BCU Student Team Turin

Birmingham School of Architecture and Design was the only institution to represent the UK by registering a student team at the International Federation of Landscape Architects (IFLA) Student Charette, part of the 53rd IFLA World Congress in Turin. 

School comradery  

The event, held between the 16-19 April, has since been hailed as a reflection of Birmingham School of Architecture and Design’s ‘comradery’ by Niall Williams, a member of the team made up of five second year BA (Hons) Landscape Architecture students. Niall said:

The competition 

Despite not knowing their exact position in the competition encompassing an intensive workshop open to graduate and undergraduate students studying landscape architecture from around the world, it is thought that the team came around fourth of fifth. 

Many of the students on the three winning teams were at the end of their sixth year of studying landscape architecture, and two teams brought lecturers with them. Niall added:

“The other teams were all great and we had some great times in the evenings relaxing with some of them. We feel as though we came out stronger for this.

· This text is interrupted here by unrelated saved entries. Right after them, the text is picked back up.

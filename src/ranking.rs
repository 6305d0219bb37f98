use crate::error::GameError;
use chrono::{Local, TimeZone};
use std::{
    cmp::Ordering,
    fs::{self, OpenOptions},
    io::{self, Read, Write},
    path::{Path, PathBuf},
};

/// On-disk size of one record: i64 time, i32 stage, 101-byte name, 7 bytes pad.
pub(crate) const RECORD_SIZE: usize = 120;
pub(crate) const NAME_FIELD: usize = 101;
pub(crate) const MAX_NAME_BYTES: usize = NAME_FIELD - 1;
pub(crate) const MAX_RECORDS: usize = 100;

const STAGE_OFFSET: usize = 8;
const NAME_OFFSET: usize = 12;

#[derive(Clone, Debug, PartialEq, Eq)]
pub(crate) struct Record {
    pub(crate) timestamp: i64,
    pub(crate) stage: i32,
    pub(crate) name: String,
}

impl Record {
    pub(crate) fn new(timestamp: i64, stage: i32, name: &str) -> Self {
        Self {
            timestamp,
            stage,
            name: clamp_name(name).to_string(),
        }
    }

    pub(crate) fn encode(&self) -> [u8; RECORD_SIZE] {
        let mut buf = [0u8; RECORD_SIZE];
        buf[..STAGE_OFFSET].copy_from_slice(&self.timestamp.to_le_bytes());
        buf[STAGE_OFFSET..NAME_OFFSET].copy_from_slice(&self.stage.to_le_bytes());
        let name = clamp_name(&self.name).as_bytes();
        buf[NAME_OFFSET..NAME_OFFSET + name.len()].copy_from_slice(name);
        buf
    }

    pub(crate) fn decode(buf: &[u8; RECORD_SIZE]) -> Self {
        let mut ts = [0u8; 8];
        ts.copy_from_slice(&buf[..STAGE_OFFSET]);
        let mut stage = [0u8; 4];
        stage.copy_from_slice(&buf[STAGE_OFFSET..NAME_OFFSET]);

        let field = &buf[NAME_OFFSET..NAME_OFFSET + NAME_FIELD];
        let end = field.iter().position(|&b| b == 0).unwrap_or(MAX_NAME_BYTES);
        Self {
            timestamp: i64::from_le_bytes(ts),
            stage: i32::from_le_bytes(stage),
            name: String::from_utf8_lossy(&field[..end]).into_owned(),
        }
    }
}

/// Longest prefix that fits the name field without splitting a character.
fn clamp_name(name: &str) -> &str {
    if name.len() <= MAX_NAME_BYTES {
        return name;
    }
    let mut end = MAX_NAME_BYTES;
    while !name.is_char_boundary(end) {
        end -= 1;
    }
    &name[..end]
}

/// Display order: lowest stage first, newer records first within a stage.
pub(crate) fn compare_records(a: &Record, b: &Record) -> Ordering {
    a.stage
        .cmp(&b.stage)
        .then_with(|| b.timestamp.cmp(&a.timestamp))
}

pub(crate) fn sort_for_display(records: &mut [Record]) {
    records.sort_by(compare_records);
}

/// Reads up to `MAX_RECORDS` whole records. A partial trailing record ends
/// the read quietly.
pub(crate) fn read_records<R: Read>(mut reader: R) -> io::Result<Vec<Record>> {
    let mut out = Vec::new();
    let mut buf = [0u8; RECORD_SIZE];
    while out.len() < MAX_RECORDS {
        let n = fill(&mut reader, &mut buf)?;
        if n < RECORD_SIZE {
            if n > 0 {
                log::warn!("ignoring {n} trailing bytes of a partial ranking record");
            }
            break;
        }
        out.push(Record::decode(&buf));
    }
    Ok(out)
}

fn fill<R: Read>(reader: &mut R, buf: &mut [u8]) -> io::Result<usize> {
    let mut got = 0;
    while got < buf.len() {
        match reader.read(&mut buf[got..]) {
            Ok(0) => break,
            Ok(n) => got += n,
            Err(e) if e.kind() == io::ErrorKind::Interrupted => {}
            Err(e) => return Err(e),
        }
    }
    Ok(got)
}

/// Where finished runs end up.
pub(crate) trait RecordSink {
    fn append(&mut self, record: &Record) -> Result<(), GameError>;
}

#[derive(Clone, Debug, PartialEq, Eq)]
pub(crate) struct RankedRow {
    pub(crate) rank: usize,
    pub(crate) when: String,
    pub(crate) stage: i32,
    pub(crate) name: String,
}

/// Append-only log of finished runs.
pub(crate) struct RankingStore {
    path: PathBuf,
}

impl RankingStore {
    pub(crate) fn new(path: impl Into<PathBuf>) -> Self {
        Self { path: path.into() }
    }

    pub(crate) fn path(&self) -> &Path {
        &self.path
    }

    pub(crate) fn load_all(&self) -> Result<Vec<Record>, GameError> {
        let file = match fs::File::open(&self.path) {
            Ok(f) => f,
            Err(e) if e.kind() == io::ErrorKind::NotFound => {
                log::info!("no ranking log at {} yet", self.path.display());
                return Ok(Vec::new());
            }
            Err(e) => return Err(GameError::resource(&self.path, e)),
        };
        let records =
            read_records(io::BufReader::new(file)).map_err(|e| GameError::resource(&self.path, e))?;
        log::info!("loaded {} ranking records", records.len());
        Ok(records)
    }

    pub(crate) fn report(&self) -> Result<Vec<RankedRow>, GameError> {
        let mut records = self.load_all()?;
        sort_for_display(&mut records);
        Ok(records
            .into_iter()
            .enumerate()
            .map(|(i, r)| RankedRow {
                rank: i + 1,
                when: format_timestamp(r.timestamp),
                stage: r.stage,
                name: r.name,
            })
            .collect())
    }
}

impl RecordSink for RankingStore {
    fn append(&mut self, record: &Record) -> Result<(), GameError> {
        if let Some(dir) = self.path.parent().filter(|d| !d.as_os_str().is_empty()) {
            fs::create_dir_all(dir).map_err(|e| GameError::resource(dir, e))?;
        }
        let mut file = OpenOptions::new()
            .create(true)
            .append(true)
            .open(&self.path)
            .map_err(|e| GameError::resource(&self.path, e))?;
        file.write_all(&record.encode())
            .map_err(|e| GameError::resource(&self.path, e))?;
        log::info!(
            "recorded stage {} for {:?} in {}",
            record.stage,
            record.name,
            self.path().display()
        );
        Ok(())
    }
}

pub(crate) fn format_timestamp(ts: i64) -> String {
    match Local.timestamp_opt(ts, 0).single() {
        Some(t) => t.format("%Y-%m-%d %H:%M:%S").to_string(),
        None => "????-??-?? ??:??:??".to_string(),
    }
}
use std::{io, path::PathBuf};

#[derive(Debug, thiserror::Error)]
pub(crate) enum GameError {
    #[error("invalid configuration: {0}")]
    Configuration(String),

    #[error("cannot access {}: {source}", path.display())]
    Resource {
        path: PathBuf,
        #[source]
        source: io::Error,
    },

    #[error("terminal I/O failed: {0}")]
    Terminal(#[from] io::Error),

    #[error("attempt execution failed: {0}")]
    Execution(String),
}

impl GameError {
    pub(crate) fn resource(path: impl Into<PathBuf>, source: io::Error) -> Self {
        GameError::Resource {
            path: path.into(),
            source,
        }
    }

    pub(crate) fn exit_code(&self) -> i32 {
        match self {
            GameError::Configuration(_) => 2,
            GameError::Resource { .. } => 3,
            GameError::Terminal(_) => 4,
            GameError::Execution(_) => 5,
        }
    }
}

“Doing this well was reinforced by the challenges we faced from the other teams. So the odds were stacked against us especially with us only being second year students. It was very enjoyable, and we really had to rack our brains to come up with something innovative and that would stand out.” 

The importance of togetherness and combined skillsets emerged as “massive” factors for the group. 

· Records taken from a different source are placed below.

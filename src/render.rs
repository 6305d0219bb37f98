use crate::attempt::FrameView;
use crate::error::GameError;
use crate::grid::Cell as GridCell;
use crate::obstacles;
use crossterm::{
    cursor, execute, queue,
    style::{Color, Print, ResetColor, SetBackgroundColor, SetForegroundColor},
    terminal::{
        self, BeginSynchronizedUpdate, Clear, ClearType, DisableLineWrap, EnableLineWrap,
        EndSynchronizedUpdate, EnterAlternateScreen, LeaveAlternateScreen,
    },
};
use std::io::{self, Write};

pub(crate) const PLAYER_GLYPH: char = '@';
pub(crate) const OBSTACLE_GLYPH: char = '*';
pub(crate) const WALL_GLYPH: char = '#';
pub(crate) const EMPTY_GLYPH: char = ' ';

const FG: Color = Color::White;
const BG: Color = Color::Black;

#[derive(Clone, Copy, Debug, PartialEq, Eq)]
pub(crate) struct Cell {
    pub(crate) ch: char,
    pub(crate) fg: Color,
    pub(crate) bg: Color,
}

impl Default for Cell {
    fn default() -> Self {
        Self {
            ch: ' ',
            fg: FG,
            bg: BG,
        }
    }
}

pub(crate) struct CellBuffer {
    pub(crate) w: u16,
    pub(crate) h: u16,
    pub(crate) cells: Vec<Cell>,
}

impl CellBuffer {
    pub(crate) fn new(w: u16, h: u16) -> Self {
        Self {
            w,
            h,
            cells: vec![Cell::default(); (w as usize) * (h as usize)],
        }
    }
    pub(crate) fn idx(&self, x: u16, y: u16) -> usize {
        (y as usize) * (self.w as usize) + (x as usize)
    }
    pub(crate) fn set(&mut self, x: u16, y: u16, c: Cell) {
        if x < self.w && y < self.h {
            let i = self.idx(x, y);
            self.cells[i] = c;
        }
    }
    pub(crate) fn clear(&mut self) {
        self.cells.fill(Cell::default());
    }
}

/// Alternate-screen raw-mode session with a diffed back buffer.
pub(crate) struct Terminal {
    out: io::Stdout,
    pub(crate) cols: u16,
    pub(crate) rows: u16,
    prev: CellBuffer,
    pub(crate) cur: CellBuffer,
    active: bool,
}

impl Terminal {
    pub(crate) fn begin() -> Result<Self, GameError> {
        let mut out = io::stdout();
        execute!(
            out,
            EnterAlternateScreen,
            cursor::Hide,
            DisableLineWrap,
            terminal::Clear(ClearType::All)
        )?;
        terminal::enable_raw_mode()?;

        let (cols, rows) = terminal::size()?;
        Ok(Self {
            out,
            cols,
            rows,
            prev: CellBuffer::new(cols, rows),
            cur: CellBuffer::new(cols, rows),
            active: true,
        })
    }

    pub(crate) fn end(&mut self) -> Result<(), GameError> {
        if !self.active {
            return Ok(());
        }
        self.active = false;
        queue!(
            self.out,
            ResetColor,
            Clear(ClearType::All),
            cursor::Show,
            EnableLineWrap,
            LeaveAlternateScreen
        )?;
        self.out.flush()?;
        terminal::disable_raw_mode()?;
        Ok(())
    }

    /// Clears the back buffer, resizing it first if the window changed.
    pub(crate) fn begin_frame(&mut self) -> Result<(), GameError> {
        let (c, r) = terminal::size()?;
        if c != self.cols || r != self.rows {
            self.cols = c;
            self.rows = r;
            self.prev = CellBuffer::new(c, r);
            self.cur = CellBuffer::new(c, r);
            queue!(self.out, Clear(ClearType::All))?;
            self.present_all()?;
        }
        self.cur.clear();
        Ok(())
    }

    pub(crate) fn present(&mut self) -> Result<(), GameError> {
        self.flush(true)
    }

    fn present_all(&mut self) -> Result<(), GameError> {
        self.flush(false)
    }

    fn flush(&mut self, diff_only: bool) -> Result<(), GameError> {
        queue!(self.out, BeginSynchronizedUpdate)?;

        let mut last_fg = None;
        let mut last_bg = None;

        for y in 0..self.rows {
            for x in 0..self.cols {
                let i = self.cur.idx(x, y);
                let c = self.cur.cells[i];
                if diff_only && c == self.prev.cells[i] {
                    continue;
                }

                queue!(self.out, cursor::MoveTo(x, y))?;

                if last_fg != Some(c.fg) {
                    queue!(self.out, SetForegroundColor(c.fg))?;
                    last_fg = Some(c.fg);
                }
                if last_bg != Some(c.bg) {
                    queue!(self.out, SetBackgroundColor(c.bg))?;
                    last_bg = Some(c.bg);
                }

                queue!(self.out, Print(c.ch))?;
            }
        }

        queue!(self.out, ResetColor, EndSynchronizedUpdate)?;
        self.out.flush()?;
        self.prev.cells.copy_from_slice(&self.cur.cells);
        Ok(())
    }
}

impl Drop for Terminal {
    fn drop(&mut self) {
        let _ = self.end();
    }
}

pub(crate) fn draw_text(buf: &mut CellBuffer, x: u16, y: u16, s: &str, fg: Color) {
    for (i, ch) in s.chars().enumerate() {
        let xx = x.saturating_add(i as u16);
        if xx >= buf.w || y >= buf.h {
            break;
        }
        buf.set(xx, y, Cell { ch, fg, bg: BG });
    }
}

/// Plain text screen, one line per row from the top-left corner.
pub(crate) fn draw_lines<S: AsRef<str>>(buf: &mut CellBuffer, lines: &[S]) {
    for (y, line) in lines.iter().enumerate() {
        draw_text(buf, 0, y as u16, line.as_ref(), FG);
    }
}

pub(crate) fn glyph(cell: GridCell) -> char {
    match cell {
        GridCell::Wall => WALL_GLYPH,
        GridCell::Obstacle => OBSTACLE_GLYPH,
        GridCell::Empty => EMPTY_GLYPH,
    }
}

fn glyph_color(cell: GridCell) -> Color {
    match cell {
        GridCell::Wall => Color::DarkGrey,
        GridCell::Obstacle => Color::Red,
        GridCell::Empty => FG,
    }
}

/// Arena one character per cell, player on top, status line underneath.
pub(crate) fn draw_arena(buf: &mut CellBuffer, view: &FrameView<'_>) {
    for (y, row) in view.grid.rows().enumerate() {
        for (x, &cell) in row.iter().enumerate() {
            buf.set(
                x as u16,
                y as u16,
                Cell {
                    ch: glyph(cell),
                    fg: glyph_color(cell),
                    bg: BG,
                },
            );
        }
    }
    buf.set(
        view.player.x as u16,
        view.player.row() as u16,
        Cell {
            ch: PLAYER_GLYPH,
            fg: Color::Yellow,
            bg: BG,
        },
    );

    let status = format!(
        "stage {:>2}   frames left {:>3}   obstacles {:>2}   <-/-> move   Esc menu",
        view.difficulty.stage,
        view.frames_left(),
        obstacles::count(view.grid)
    );
    draw_text(buf, 0, view.grid.size() as u16, &status, FG);
}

“The teamwork factor was massive, without improving our teamwork skills and working together the whole project would never have been possible.” 

The amount of work the team produced during the charrette was likely to rival that of at least two university modules, all done in three days. Therefore the importance of putting every minute to good use was “crucial”: 

“Time management and structure of our designs was crucial as it gave us the ability to produce all of this to the standard we wanted. This has benefited our studies, our time management and thought process has been hugely improved, also the judges and lecturers were so critical of our work, it made us far more critical as well, which will really benefit our designs.”